- WORK TO COMPLETE -
Since only a count is wanted, work out how many lines in the material below contain the word "format" and return that number.

- DATASET RECORDS -
>>>
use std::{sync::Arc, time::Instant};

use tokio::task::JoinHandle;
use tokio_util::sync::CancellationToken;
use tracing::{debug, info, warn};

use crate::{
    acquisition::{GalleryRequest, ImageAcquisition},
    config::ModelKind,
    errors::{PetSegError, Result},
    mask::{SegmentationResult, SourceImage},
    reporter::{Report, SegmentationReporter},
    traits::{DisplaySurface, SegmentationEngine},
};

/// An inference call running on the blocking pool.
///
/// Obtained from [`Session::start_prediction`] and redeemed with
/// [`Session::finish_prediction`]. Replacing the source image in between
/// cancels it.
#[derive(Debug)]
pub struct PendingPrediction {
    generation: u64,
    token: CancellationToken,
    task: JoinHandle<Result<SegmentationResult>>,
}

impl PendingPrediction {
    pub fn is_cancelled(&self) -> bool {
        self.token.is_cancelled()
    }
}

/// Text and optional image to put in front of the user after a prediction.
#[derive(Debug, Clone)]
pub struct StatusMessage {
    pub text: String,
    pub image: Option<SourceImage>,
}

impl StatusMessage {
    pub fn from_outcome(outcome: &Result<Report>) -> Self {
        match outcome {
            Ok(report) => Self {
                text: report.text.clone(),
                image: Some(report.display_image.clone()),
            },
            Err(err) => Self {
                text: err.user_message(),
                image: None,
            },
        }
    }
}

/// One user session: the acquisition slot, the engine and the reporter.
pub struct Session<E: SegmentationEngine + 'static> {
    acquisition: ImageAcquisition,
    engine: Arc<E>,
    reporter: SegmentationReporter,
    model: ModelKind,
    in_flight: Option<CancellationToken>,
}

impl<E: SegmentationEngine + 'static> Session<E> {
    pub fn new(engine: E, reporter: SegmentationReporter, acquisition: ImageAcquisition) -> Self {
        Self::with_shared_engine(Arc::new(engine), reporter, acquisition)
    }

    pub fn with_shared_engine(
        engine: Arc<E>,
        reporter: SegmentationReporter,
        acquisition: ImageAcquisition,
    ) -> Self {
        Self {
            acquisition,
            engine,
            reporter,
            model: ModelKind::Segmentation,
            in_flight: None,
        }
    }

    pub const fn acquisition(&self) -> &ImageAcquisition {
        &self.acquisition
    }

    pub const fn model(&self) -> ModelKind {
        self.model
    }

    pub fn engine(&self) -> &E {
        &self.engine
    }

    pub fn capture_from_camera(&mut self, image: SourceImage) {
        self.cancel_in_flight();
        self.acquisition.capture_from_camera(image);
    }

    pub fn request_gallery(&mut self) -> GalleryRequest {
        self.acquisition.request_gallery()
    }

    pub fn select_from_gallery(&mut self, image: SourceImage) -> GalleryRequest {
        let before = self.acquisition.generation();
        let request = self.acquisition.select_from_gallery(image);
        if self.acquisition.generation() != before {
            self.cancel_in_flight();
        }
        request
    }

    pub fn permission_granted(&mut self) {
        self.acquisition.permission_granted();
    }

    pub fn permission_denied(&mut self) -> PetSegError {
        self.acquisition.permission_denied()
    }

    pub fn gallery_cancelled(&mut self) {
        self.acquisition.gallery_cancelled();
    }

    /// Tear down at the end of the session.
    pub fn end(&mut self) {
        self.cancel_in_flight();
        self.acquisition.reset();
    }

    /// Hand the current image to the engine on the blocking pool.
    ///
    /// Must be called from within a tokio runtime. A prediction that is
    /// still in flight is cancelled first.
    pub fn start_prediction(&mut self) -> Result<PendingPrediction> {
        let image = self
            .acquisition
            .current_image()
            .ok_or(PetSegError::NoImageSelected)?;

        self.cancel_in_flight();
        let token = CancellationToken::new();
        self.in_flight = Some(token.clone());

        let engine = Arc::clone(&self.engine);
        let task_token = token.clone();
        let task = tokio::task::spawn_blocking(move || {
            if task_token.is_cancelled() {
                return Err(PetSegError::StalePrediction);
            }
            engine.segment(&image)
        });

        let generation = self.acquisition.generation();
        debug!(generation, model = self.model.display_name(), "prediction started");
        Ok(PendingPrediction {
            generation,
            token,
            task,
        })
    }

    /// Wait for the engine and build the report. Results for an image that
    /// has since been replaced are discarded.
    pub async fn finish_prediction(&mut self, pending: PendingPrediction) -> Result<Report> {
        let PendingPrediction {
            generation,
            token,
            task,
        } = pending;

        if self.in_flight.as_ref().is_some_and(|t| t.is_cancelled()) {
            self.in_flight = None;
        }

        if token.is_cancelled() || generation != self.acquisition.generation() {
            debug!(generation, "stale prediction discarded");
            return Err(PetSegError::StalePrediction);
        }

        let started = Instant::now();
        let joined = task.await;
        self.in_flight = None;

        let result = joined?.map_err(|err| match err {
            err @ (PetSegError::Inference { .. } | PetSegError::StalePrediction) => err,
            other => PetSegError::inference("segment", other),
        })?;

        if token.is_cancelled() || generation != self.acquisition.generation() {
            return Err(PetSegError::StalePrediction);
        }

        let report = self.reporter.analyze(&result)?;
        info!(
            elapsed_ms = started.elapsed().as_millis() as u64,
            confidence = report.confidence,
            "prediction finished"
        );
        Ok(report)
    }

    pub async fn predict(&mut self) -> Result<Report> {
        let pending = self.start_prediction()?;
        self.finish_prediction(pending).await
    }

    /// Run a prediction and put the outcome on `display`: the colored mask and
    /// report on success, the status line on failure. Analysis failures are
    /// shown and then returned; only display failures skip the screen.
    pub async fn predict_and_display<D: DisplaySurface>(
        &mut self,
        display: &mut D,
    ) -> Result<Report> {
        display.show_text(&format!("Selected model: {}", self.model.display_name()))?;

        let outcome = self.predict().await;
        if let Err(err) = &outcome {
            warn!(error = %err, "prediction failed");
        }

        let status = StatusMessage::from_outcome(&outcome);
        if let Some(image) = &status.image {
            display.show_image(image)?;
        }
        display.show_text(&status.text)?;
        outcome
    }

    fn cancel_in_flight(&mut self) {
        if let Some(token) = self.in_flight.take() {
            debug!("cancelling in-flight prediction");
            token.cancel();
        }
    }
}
<<<
>>>
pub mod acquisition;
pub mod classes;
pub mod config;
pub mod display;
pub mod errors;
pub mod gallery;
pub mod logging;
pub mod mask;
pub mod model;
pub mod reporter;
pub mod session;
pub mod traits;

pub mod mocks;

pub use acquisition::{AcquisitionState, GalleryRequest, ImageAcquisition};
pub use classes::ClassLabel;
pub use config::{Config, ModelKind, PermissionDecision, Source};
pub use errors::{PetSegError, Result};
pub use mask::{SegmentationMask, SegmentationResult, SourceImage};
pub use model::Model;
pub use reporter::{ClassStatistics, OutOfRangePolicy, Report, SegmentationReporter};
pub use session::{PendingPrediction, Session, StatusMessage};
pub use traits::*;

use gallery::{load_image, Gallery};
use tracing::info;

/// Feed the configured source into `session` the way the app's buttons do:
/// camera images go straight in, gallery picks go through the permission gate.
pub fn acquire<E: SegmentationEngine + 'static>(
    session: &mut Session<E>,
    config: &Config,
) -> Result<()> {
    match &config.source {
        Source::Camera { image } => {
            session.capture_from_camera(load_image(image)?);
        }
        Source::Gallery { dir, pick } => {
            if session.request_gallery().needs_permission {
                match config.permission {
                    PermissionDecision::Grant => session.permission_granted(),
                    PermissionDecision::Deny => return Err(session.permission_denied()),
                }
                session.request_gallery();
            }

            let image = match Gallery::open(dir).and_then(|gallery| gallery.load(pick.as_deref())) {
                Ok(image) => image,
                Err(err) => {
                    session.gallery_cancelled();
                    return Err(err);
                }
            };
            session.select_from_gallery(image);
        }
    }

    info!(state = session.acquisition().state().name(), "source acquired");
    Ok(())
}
<<<
>>>
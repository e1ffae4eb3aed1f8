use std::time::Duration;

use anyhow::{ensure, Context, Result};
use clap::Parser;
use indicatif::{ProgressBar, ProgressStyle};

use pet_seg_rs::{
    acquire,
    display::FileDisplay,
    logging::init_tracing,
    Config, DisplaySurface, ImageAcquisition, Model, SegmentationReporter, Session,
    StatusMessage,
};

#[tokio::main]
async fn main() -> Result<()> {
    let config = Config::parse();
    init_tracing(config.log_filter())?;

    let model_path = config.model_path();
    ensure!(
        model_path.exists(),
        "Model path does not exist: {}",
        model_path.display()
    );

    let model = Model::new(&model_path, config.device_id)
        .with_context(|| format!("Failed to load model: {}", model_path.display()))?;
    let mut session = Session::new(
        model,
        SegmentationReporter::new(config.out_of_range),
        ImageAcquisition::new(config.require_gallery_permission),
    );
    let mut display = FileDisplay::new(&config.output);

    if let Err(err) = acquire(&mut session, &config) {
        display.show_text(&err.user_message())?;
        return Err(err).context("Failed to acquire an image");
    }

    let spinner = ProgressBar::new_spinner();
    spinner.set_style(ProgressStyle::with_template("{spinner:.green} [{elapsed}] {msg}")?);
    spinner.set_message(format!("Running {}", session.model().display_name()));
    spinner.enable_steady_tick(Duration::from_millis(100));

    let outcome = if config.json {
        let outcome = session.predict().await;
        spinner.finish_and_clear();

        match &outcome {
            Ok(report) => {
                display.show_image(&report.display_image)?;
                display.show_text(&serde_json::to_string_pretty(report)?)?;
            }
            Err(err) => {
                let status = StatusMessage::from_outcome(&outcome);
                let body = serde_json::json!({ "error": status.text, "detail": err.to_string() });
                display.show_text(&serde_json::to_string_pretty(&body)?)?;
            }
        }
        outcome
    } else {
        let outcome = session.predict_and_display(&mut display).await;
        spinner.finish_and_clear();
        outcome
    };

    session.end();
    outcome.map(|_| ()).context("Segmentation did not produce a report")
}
<<<
- RESPONSE TO THE TASK -
3